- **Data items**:
╔══
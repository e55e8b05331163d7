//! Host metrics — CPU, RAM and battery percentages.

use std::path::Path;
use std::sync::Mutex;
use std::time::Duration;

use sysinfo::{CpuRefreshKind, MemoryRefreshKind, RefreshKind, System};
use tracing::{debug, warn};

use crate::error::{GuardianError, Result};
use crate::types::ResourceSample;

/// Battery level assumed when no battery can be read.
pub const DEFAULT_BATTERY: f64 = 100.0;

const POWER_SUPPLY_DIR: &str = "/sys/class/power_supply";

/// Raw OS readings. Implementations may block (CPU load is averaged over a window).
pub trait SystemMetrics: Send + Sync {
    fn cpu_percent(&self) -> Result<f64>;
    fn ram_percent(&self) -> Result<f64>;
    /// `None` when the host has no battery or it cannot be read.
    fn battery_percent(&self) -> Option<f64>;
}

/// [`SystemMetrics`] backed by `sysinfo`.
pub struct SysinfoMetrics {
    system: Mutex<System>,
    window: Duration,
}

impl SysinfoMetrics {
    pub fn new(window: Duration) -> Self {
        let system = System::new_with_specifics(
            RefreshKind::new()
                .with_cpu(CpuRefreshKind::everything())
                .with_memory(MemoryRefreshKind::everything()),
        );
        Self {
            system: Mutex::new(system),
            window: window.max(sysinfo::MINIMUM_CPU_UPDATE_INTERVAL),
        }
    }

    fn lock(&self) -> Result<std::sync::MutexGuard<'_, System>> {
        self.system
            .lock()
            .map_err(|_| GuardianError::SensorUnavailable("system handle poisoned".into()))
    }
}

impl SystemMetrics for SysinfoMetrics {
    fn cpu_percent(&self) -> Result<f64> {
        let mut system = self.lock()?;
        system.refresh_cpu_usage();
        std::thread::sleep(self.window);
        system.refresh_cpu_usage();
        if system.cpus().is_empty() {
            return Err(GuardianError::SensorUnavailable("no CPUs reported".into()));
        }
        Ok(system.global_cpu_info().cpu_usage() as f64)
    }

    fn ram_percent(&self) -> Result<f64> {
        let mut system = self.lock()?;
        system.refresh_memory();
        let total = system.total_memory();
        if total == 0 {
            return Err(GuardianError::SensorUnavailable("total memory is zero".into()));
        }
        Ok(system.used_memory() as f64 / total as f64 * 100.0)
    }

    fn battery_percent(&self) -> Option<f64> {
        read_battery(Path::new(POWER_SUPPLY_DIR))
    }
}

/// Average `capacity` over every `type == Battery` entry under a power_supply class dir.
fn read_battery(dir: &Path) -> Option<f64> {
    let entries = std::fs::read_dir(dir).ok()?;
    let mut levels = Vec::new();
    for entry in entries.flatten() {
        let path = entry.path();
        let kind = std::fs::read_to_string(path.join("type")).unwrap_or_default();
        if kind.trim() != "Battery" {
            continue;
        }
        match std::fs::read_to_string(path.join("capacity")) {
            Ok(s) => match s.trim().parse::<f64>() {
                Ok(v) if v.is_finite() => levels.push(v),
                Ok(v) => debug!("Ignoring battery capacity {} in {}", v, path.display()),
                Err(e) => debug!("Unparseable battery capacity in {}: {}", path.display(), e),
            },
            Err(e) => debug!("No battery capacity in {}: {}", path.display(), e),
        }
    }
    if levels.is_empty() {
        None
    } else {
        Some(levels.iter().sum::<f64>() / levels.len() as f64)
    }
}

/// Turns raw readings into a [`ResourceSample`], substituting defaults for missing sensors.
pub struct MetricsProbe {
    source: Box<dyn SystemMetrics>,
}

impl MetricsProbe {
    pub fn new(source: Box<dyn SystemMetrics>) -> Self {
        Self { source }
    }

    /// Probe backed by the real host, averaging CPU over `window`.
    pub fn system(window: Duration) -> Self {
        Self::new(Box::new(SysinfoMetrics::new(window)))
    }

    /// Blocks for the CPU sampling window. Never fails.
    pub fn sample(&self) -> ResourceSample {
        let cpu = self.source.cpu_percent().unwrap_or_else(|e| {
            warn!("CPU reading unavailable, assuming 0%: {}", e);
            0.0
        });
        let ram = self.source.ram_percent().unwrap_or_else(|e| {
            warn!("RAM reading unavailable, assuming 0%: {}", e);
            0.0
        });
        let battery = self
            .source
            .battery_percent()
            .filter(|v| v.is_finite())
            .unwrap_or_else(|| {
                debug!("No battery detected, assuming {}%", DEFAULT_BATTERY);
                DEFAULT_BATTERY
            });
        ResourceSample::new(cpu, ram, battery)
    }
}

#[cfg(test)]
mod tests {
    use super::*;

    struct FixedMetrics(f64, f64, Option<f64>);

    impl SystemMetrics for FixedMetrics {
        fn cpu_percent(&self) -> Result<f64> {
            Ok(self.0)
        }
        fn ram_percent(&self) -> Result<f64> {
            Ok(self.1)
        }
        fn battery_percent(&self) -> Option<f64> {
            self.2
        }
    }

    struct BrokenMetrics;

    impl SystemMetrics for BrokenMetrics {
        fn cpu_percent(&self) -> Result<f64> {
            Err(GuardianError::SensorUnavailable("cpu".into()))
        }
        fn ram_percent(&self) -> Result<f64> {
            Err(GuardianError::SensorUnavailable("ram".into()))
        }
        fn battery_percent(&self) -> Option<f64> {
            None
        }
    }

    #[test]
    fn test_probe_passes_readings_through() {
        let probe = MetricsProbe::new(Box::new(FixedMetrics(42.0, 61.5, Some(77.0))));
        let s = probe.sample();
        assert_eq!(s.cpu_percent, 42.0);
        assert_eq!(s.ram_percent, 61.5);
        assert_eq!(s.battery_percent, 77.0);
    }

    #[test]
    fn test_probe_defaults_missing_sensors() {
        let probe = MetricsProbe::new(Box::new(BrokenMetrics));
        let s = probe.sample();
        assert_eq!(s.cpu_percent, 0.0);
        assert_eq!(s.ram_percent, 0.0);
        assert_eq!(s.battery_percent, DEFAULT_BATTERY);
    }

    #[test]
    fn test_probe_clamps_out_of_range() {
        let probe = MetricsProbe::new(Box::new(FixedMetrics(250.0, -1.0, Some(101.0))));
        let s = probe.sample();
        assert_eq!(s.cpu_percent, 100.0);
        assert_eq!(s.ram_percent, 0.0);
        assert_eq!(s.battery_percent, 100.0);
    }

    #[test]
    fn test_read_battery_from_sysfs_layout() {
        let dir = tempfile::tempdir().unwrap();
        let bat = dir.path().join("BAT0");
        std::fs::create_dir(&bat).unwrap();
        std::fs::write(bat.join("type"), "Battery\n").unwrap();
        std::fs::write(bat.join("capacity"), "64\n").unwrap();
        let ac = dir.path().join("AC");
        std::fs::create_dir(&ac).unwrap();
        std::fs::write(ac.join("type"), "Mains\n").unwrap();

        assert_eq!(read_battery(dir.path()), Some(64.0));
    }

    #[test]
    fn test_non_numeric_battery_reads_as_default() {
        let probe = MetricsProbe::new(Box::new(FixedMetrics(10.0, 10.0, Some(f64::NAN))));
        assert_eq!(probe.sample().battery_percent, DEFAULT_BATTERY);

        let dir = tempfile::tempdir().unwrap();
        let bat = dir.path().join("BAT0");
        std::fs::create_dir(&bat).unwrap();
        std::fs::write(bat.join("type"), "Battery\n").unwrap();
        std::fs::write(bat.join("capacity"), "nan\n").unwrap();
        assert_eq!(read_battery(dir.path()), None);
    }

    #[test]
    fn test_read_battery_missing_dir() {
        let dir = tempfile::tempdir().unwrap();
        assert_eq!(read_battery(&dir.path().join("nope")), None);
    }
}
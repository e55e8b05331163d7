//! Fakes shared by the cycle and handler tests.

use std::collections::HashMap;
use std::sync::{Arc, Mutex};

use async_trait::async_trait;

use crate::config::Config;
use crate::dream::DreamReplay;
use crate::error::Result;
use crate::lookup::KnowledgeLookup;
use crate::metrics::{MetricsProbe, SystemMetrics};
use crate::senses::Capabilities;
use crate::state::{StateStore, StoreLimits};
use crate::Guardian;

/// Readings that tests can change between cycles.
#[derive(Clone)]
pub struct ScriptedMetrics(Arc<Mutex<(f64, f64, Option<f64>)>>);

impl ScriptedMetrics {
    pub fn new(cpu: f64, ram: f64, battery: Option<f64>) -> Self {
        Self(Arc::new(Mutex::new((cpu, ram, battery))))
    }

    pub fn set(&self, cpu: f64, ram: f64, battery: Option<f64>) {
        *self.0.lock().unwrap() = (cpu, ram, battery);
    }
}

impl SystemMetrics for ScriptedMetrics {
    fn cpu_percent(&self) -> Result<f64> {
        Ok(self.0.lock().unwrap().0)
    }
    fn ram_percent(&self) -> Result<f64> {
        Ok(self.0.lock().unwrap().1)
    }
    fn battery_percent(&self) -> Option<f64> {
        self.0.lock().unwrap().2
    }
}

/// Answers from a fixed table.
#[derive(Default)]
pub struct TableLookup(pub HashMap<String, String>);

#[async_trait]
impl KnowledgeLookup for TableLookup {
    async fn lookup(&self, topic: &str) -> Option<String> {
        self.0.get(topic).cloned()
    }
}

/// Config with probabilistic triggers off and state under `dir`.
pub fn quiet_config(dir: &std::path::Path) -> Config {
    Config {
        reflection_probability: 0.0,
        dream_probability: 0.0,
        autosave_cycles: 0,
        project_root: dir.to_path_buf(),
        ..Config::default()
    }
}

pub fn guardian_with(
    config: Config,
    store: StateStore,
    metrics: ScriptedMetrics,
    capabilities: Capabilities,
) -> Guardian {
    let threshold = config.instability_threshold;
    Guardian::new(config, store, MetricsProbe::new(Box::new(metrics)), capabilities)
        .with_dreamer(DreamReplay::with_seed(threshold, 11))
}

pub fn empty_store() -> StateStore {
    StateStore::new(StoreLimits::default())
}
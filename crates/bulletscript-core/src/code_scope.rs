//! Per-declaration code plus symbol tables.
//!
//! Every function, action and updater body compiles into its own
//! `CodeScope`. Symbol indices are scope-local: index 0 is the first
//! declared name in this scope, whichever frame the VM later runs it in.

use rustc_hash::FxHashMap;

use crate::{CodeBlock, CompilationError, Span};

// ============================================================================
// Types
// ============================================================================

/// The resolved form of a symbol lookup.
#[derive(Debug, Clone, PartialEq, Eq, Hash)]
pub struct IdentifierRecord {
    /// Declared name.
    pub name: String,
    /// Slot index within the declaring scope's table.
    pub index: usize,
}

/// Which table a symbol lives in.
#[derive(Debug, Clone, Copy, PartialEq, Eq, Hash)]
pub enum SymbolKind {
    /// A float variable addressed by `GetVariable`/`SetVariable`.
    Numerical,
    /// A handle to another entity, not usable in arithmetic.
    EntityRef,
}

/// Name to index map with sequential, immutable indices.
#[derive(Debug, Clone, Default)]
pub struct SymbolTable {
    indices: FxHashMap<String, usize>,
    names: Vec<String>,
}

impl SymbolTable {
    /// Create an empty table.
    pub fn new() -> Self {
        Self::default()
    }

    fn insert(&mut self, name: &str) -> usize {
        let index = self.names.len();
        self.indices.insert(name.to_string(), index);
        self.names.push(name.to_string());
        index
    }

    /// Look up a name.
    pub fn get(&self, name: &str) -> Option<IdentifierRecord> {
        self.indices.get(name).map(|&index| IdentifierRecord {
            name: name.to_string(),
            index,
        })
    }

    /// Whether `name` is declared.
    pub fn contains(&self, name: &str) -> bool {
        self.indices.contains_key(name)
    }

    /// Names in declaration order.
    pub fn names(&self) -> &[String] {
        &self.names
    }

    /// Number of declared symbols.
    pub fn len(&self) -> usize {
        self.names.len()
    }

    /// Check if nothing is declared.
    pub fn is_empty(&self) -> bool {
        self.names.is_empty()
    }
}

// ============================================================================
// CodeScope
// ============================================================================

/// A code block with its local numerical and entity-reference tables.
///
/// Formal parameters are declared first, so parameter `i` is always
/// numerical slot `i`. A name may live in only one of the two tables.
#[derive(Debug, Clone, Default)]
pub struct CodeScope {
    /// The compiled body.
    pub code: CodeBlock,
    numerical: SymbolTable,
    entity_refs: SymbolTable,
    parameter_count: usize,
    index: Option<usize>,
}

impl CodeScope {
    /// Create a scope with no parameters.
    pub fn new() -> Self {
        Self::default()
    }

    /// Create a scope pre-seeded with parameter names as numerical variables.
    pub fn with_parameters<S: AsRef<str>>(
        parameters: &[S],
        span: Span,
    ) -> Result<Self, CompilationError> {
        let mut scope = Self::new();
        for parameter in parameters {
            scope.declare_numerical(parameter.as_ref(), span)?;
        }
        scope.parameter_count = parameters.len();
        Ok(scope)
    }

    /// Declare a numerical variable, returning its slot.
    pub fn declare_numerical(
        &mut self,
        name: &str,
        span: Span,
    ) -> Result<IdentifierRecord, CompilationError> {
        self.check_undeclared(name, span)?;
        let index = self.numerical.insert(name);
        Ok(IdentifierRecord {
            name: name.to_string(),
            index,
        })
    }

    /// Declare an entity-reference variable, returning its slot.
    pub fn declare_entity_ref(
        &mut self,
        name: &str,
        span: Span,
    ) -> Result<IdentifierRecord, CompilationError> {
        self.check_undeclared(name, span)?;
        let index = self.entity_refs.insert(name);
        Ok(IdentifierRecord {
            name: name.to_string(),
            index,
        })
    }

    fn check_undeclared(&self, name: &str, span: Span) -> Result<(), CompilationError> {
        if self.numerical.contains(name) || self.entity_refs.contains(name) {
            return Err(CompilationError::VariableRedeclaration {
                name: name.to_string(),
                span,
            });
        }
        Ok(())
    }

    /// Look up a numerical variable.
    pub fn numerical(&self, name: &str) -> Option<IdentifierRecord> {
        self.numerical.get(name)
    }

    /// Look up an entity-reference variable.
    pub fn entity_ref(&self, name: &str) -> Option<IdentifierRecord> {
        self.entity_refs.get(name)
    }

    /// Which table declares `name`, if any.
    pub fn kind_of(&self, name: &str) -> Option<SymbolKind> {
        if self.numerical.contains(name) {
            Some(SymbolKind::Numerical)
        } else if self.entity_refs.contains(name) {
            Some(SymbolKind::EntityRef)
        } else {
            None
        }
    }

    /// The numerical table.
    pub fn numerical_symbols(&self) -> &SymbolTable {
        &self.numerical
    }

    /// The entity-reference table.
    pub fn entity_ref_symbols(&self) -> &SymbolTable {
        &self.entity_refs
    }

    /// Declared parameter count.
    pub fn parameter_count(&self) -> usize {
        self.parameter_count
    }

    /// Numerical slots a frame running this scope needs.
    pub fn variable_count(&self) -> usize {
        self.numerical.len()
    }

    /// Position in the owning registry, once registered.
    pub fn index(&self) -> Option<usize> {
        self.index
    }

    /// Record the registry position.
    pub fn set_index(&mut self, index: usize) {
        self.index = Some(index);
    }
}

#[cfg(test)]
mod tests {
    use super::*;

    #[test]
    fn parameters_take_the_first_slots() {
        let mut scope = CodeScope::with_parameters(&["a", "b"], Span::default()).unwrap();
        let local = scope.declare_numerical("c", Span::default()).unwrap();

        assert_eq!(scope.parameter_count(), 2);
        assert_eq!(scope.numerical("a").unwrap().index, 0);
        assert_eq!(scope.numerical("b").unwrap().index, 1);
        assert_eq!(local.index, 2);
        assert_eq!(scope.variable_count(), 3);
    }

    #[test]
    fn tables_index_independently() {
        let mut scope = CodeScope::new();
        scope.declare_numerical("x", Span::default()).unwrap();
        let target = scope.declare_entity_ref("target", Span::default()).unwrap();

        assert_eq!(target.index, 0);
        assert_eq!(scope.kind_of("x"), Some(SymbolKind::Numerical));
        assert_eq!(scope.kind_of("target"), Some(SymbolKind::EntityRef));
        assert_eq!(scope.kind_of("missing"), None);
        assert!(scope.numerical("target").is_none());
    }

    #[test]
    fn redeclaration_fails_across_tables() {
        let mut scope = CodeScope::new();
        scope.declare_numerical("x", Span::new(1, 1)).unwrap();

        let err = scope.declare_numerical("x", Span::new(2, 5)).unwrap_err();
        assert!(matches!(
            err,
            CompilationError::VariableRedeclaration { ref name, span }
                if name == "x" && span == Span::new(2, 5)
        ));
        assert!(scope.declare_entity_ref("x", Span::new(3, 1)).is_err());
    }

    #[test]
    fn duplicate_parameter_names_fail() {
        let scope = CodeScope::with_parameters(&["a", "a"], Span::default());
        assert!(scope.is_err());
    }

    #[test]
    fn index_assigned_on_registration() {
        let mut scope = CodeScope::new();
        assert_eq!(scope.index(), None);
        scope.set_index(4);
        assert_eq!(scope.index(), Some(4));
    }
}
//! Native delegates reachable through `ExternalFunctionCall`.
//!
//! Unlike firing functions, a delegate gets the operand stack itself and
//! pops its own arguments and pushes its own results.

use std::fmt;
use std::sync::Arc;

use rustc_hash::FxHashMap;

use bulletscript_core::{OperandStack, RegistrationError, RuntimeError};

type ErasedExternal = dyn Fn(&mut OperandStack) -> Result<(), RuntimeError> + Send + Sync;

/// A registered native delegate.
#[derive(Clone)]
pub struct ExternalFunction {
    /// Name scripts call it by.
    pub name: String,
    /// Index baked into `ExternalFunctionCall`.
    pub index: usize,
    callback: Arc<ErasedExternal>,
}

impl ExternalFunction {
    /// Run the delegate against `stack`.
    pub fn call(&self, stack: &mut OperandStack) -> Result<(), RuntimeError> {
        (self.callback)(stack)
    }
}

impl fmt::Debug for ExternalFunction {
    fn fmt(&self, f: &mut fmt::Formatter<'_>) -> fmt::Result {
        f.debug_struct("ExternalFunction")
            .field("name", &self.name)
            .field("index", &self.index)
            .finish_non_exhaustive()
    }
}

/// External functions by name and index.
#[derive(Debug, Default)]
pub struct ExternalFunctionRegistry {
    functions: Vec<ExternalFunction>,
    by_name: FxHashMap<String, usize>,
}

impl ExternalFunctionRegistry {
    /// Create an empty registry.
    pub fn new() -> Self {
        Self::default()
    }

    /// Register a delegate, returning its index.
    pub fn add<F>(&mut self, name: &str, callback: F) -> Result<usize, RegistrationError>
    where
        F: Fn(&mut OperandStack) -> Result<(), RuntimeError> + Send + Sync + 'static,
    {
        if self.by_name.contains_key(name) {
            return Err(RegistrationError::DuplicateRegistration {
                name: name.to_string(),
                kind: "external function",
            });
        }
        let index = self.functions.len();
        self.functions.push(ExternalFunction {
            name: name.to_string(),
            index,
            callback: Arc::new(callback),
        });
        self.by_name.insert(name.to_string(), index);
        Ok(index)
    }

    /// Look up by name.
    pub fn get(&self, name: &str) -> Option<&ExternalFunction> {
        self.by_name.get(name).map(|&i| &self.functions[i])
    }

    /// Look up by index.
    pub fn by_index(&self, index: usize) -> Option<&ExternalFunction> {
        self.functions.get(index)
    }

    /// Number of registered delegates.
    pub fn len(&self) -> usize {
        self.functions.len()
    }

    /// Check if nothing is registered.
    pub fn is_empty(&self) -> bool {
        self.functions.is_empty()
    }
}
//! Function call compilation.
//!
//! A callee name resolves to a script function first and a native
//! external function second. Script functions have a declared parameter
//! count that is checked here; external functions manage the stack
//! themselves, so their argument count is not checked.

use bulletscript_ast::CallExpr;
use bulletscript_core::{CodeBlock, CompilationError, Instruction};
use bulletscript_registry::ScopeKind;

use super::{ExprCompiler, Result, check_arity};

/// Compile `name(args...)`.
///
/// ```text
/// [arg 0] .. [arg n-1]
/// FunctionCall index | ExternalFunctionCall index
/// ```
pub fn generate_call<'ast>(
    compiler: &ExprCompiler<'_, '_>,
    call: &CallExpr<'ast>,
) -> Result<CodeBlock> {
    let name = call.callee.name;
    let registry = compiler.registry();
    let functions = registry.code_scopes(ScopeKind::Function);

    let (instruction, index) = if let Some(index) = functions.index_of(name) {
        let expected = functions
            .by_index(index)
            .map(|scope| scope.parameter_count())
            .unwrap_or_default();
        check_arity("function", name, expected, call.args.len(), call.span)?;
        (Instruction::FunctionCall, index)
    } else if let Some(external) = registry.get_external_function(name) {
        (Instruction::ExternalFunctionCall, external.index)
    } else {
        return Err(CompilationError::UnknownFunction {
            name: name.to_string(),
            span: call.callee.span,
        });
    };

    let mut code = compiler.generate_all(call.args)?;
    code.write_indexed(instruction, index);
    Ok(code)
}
╚══
- **WHAT IS NEEDED**:
Look through the entries above and copy each line that has "everything" in it.

- **FINAL ANSWER**:
                .with_cpu(CpuRefreshKind::everything())
                .with_memory(MemoryRefreshKind::everything()),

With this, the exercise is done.